● **TASK PROMPT**:
Would you please return every line from the listing that contains the word "referrer"?
────────────────
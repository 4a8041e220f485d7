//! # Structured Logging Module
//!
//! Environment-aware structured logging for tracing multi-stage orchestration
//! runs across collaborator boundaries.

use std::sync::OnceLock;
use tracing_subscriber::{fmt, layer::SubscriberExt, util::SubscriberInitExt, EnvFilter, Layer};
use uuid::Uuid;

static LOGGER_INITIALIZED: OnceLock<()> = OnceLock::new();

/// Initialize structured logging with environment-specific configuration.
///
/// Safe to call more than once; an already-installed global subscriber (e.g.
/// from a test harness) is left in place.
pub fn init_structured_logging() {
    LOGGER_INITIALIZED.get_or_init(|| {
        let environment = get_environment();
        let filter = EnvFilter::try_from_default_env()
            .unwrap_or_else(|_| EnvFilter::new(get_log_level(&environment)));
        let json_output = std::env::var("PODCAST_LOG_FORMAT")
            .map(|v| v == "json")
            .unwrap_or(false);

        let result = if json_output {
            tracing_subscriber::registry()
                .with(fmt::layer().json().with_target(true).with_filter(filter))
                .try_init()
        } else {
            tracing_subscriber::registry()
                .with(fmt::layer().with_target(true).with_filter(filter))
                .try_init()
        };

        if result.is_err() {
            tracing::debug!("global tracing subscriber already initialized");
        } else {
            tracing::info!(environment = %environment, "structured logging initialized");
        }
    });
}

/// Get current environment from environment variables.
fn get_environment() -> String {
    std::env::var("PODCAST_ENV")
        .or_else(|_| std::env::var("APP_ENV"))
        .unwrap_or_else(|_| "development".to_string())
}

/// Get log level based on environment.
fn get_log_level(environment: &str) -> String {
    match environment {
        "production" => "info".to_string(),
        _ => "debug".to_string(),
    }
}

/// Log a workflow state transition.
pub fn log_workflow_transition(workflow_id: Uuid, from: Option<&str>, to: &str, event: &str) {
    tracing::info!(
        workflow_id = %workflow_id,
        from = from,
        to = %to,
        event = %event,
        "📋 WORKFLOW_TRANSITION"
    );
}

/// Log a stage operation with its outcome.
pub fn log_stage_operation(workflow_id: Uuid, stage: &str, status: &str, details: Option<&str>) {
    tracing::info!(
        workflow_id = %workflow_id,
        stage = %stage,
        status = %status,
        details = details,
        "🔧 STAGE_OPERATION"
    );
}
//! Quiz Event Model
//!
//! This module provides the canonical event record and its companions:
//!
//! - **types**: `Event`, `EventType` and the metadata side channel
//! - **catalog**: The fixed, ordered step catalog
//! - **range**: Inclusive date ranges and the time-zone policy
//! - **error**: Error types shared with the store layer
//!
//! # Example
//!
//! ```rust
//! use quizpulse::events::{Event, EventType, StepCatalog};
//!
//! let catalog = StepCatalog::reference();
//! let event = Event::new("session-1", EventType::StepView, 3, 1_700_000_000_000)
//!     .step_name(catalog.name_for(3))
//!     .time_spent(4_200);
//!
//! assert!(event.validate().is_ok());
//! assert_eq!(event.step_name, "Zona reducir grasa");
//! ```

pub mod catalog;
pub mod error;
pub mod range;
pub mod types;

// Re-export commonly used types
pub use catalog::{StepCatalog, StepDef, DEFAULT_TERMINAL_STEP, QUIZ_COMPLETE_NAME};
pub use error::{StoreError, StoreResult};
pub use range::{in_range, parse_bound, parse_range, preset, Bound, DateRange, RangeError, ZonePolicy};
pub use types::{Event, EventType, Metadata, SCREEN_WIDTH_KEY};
────────────────
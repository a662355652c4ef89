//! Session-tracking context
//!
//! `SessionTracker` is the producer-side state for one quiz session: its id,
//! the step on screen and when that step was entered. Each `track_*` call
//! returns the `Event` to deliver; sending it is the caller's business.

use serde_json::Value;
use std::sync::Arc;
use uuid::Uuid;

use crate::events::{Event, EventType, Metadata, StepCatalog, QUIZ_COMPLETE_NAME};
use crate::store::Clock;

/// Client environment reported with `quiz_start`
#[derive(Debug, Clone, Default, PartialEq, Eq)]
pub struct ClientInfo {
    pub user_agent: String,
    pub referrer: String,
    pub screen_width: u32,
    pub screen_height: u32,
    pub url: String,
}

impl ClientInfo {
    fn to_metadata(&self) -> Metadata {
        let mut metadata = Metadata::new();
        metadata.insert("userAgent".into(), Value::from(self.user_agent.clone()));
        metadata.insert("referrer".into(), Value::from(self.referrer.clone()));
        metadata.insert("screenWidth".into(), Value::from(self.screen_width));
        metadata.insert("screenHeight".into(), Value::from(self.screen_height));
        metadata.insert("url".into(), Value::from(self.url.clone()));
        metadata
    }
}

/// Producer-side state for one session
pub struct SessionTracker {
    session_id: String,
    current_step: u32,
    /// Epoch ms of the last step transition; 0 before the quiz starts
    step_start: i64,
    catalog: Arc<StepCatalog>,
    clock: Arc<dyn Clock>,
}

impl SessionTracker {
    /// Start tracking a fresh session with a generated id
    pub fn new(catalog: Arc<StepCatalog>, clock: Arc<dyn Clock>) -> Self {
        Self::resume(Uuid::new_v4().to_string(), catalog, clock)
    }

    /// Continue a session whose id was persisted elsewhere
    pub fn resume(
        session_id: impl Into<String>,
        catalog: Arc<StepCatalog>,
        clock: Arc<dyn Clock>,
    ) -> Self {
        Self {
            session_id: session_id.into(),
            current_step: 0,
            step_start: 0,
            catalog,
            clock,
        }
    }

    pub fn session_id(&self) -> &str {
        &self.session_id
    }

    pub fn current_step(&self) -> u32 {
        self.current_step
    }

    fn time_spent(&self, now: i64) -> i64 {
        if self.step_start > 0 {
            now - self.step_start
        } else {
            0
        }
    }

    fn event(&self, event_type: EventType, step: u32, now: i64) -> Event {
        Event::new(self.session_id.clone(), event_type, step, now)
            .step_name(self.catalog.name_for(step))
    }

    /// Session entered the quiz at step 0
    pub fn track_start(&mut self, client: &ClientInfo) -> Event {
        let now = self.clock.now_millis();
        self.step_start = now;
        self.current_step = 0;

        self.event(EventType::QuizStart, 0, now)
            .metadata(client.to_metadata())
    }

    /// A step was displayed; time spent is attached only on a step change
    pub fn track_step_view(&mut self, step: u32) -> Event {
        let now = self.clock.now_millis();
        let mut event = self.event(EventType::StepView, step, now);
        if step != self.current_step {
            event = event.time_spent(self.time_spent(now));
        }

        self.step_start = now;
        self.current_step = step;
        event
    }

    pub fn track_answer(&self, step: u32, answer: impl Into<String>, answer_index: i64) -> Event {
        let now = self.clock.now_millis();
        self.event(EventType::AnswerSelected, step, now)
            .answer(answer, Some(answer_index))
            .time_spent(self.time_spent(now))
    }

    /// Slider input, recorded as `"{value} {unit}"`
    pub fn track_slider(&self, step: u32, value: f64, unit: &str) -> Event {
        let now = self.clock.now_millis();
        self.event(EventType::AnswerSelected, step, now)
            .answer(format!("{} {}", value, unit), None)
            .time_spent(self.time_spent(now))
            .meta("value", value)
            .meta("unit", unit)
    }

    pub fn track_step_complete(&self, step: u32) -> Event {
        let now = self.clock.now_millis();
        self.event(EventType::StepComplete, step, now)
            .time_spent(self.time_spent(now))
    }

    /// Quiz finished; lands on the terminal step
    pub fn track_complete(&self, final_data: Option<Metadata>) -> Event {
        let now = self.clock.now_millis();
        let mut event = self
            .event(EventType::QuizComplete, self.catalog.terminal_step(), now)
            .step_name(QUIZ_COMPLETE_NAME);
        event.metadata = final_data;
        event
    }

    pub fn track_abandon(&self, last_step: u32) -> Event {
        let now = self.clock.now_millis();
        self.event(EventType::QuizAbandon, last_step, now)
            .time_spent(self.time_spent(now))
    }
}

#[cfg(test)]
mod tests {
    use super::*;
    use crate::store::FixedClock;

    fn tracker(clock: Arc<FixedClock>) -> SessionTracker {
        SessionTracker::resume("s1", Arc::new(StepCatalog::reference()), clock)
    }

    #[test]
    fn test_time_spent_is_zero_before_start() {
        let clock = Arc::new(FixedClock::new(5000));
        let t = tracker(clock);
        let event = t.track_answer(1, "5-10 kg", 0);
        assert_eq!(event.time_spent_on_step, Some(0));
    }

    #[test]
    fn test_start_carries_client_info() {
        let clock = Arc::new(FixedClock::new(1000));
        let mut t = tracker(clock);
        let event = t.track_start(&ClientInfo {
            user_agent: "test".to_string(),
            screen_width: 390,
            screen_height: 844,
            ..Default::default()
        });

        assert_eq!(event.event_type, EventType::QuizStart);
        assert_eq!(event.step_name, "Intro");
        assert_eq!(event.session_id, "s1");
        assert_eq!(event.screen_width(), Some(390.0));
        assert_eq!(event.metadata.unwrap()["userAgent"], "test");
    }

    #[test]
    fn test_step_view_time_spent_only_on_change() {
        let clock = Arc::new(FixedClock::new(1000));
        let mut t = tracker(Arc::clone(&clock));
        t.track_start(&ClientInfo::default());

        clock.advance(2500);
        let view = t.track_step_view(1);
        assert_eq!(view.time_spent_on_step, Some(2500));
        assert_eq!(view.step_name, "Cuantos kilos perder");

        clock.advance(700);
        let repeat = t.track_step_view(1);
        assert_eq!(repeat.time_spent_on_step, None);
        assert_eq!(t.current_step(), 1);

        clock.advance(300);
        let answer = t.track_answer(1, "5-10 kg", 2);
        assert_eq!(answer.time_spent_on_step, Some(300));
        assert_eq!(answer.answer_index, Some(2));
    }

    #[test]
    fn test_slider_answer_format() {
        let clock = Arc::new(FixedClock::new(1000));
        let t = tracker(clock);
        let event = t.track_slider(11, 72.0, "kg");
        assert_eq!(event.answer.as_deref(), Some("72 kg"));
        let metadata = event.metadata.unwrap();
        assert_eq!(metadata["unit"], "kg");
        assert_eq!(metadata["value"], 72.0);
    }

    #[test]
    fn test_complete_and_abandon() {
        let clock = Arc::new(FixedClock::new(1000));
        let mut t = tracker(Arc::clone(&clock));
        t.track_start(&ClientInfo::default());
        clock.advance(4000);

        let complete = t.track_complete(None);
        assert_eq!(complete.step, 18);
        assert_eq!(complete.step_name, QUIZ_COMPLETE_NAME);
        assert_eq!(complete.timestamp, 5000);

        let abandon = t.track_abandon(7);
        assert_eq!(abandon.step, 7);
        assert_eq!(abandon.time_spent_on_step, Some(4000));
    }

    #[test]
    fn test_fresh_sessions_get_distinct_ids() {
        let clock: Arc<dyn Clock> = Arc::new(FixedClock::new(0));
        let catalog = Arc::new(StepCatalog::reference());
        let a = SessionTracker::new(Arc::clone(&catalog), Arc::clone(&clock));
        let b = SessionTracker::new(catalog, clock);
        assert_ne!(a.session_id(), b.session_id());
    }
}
────────────────
● **ANSWER TO THIS PROBLEM**:
    pub referrer: String,
        metadata.insert("referrer".into(), Value::from(self.referrer.clone()));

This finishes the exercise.